>>

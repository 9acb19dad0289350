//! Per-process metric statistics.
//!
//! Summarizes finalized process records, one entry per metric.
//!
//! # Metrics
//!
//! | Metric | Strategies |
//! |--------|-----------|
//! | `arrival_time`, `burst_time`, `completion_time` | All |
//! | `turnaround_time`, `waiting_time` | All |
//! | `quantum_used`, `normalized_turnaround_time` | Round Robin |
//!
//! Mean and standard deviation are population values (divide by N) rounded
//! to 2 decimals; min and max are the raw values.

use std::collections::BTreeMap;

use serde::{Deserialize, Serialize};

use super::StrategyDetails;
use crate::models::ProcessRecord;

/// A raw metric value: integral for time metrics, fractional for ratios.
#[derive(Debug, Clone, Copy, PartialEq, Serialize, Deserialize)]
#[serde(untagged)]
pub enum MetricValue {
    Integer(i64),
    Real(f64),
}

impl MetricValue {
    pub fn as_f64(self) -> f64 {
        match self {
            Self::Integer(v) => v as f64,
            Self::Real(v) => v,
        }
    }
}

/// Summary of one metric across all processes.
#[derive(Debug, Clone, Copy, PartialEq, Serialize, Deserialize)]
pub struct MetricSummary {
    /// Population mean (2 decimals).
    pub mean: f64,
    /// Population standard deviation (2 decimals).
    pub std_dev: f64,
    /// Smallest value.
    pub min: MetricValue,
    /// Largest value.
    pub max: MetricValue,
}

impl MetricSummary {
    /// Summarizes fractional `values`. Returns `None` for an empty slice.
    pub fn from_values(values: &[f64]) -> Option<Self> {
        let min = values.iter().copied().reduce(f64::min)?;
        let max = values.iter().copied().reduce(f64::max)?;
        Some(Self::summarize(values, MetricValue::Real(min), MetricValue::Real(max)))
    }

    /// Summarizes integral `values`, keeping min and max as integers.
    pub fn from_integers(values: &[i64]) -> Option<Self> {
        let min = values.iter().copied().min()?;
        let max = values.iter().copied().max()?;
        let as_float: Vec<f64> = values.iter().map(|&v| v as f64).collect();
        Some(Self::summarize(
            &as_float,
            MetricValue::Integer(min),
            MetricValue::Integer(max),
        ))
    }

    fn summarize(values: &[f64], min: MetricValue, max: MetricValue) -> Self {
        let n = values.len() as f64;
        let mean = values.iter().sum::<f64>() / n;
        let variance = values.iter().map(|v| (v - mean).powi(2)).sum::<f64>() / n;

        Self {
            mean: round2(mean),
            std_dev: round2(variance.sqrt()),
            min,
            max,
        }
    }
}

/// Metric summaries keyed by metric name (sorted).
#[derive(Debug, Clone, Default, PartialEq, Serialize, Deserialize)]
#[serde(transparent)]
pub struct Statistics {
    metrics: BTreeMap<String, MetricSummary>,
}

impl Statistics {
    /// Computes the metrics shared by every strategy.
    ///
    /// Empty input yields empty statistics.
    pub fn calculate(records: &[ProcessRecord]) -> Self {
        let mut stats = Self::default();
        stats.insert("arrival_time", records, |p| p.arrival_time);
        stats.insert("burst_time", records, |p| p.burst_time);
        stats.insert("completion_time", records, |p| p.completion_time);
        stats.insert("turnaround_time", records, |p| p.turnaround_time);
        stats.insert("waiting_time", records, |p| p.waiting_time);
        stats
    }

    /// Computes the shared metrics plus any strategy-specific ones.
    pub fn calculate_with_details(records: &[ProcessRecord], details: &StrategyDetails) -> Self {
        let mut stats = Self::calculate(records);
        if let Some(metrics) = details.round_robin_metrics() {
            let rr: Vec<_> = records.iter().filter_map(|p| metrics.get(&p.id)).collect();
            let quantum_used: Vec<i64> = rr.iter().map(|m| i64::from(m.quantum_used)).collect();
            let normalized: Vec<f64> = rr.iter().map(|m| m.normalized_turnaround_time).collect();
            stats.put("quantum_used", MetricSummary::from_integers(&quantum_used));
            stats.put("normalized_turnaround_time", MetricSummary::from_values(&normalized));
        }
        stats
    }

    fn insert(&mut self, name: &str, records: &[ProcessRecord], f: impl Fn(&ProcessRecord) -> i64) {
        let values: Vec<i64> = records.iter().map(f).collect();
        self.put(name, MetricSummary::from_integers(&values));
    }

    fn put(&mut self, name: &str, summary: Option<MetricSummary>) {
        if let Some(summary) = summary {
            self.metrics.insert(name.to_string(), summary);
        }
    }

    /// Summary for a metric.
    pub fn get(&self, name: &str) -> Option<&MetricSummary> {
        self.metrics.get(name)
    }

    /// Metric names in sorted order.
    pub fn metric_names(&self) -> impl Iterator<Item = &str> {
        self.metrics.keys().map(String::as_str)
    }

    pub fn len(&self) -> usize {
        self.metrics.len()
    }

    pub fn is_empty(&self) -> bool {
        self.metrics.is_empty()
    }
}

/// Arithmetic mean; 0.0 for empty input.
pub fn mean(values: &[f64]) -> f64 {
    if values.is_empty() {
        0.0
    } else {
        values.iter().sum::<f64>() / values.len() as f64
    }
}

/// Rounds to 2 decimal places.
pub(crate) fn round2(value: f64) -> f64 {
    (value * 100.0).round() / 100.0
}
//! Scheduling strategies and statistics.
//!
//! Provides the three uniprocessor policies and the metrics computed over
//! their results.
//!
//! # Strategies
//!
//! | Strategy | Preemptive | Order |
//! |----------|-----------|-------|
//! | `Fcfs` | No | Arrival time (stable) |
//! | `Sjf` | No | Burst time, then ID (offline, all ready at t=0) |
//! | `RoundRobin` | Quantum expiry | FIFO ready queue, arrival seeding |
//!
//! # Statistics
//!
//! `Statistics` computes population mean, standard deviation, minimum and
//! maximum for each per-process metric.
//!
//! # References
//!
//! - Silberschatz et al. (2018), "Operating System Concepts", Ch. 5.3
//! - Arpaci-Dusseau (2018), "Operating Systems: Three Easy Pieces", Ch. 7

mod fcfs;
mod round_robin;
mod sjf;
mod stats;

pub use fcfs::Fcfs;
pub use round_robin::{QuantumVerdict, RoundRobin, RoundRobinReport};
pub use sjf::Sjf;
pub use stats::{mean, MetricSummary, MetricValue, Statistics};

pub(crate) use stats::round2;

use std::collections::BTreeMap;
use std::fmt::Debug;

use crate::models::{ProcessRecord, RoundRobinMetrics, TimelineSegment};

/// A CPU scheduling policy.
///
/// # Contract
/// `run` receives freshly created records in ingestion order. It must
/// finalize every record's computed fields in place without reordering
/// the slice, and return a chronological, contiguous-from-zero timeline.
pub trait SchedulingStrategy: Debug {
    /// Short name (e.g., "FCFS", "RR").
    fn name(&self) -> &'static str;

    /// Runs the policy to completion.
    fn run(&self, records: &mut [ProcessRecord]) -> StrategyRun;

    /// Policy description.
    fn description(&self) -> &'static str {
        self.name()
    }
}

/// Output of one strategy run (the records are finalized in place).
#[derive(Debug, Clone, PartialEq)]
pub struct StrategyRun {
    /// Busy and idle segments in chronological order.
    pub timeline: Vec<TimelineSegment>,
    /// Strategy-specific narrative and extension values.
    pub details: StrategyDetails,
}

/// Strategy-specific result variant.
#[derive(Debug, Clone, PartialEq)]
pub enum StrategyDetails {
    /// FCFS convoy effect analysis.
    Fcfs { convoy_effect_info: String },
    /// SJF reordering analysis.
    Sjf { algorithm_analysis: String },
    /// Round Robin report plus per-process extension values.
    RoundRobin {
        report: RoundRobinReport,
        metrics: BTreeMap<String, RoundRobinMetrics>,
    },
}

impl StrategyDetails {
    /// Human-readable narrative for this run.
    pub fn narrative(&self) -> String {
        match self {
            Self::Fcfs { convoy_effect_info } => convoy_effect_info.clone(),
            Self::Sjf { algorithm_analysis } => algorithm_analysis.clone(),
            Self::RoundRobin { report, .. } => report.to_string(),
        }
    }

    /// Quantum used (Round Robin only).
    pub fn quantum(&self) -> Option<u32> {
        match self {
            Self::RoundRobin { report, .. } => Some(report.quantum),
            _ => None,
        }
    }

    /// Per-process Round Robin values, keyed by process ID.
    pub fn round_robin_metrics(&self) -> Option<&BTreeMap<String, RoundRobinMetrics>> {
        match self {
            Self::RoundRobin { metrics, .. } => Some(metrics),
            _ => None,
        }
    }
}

<<

In the data above, tally the lines that contain the string "MetricSummary" and give that figure alone.

Written answer: 9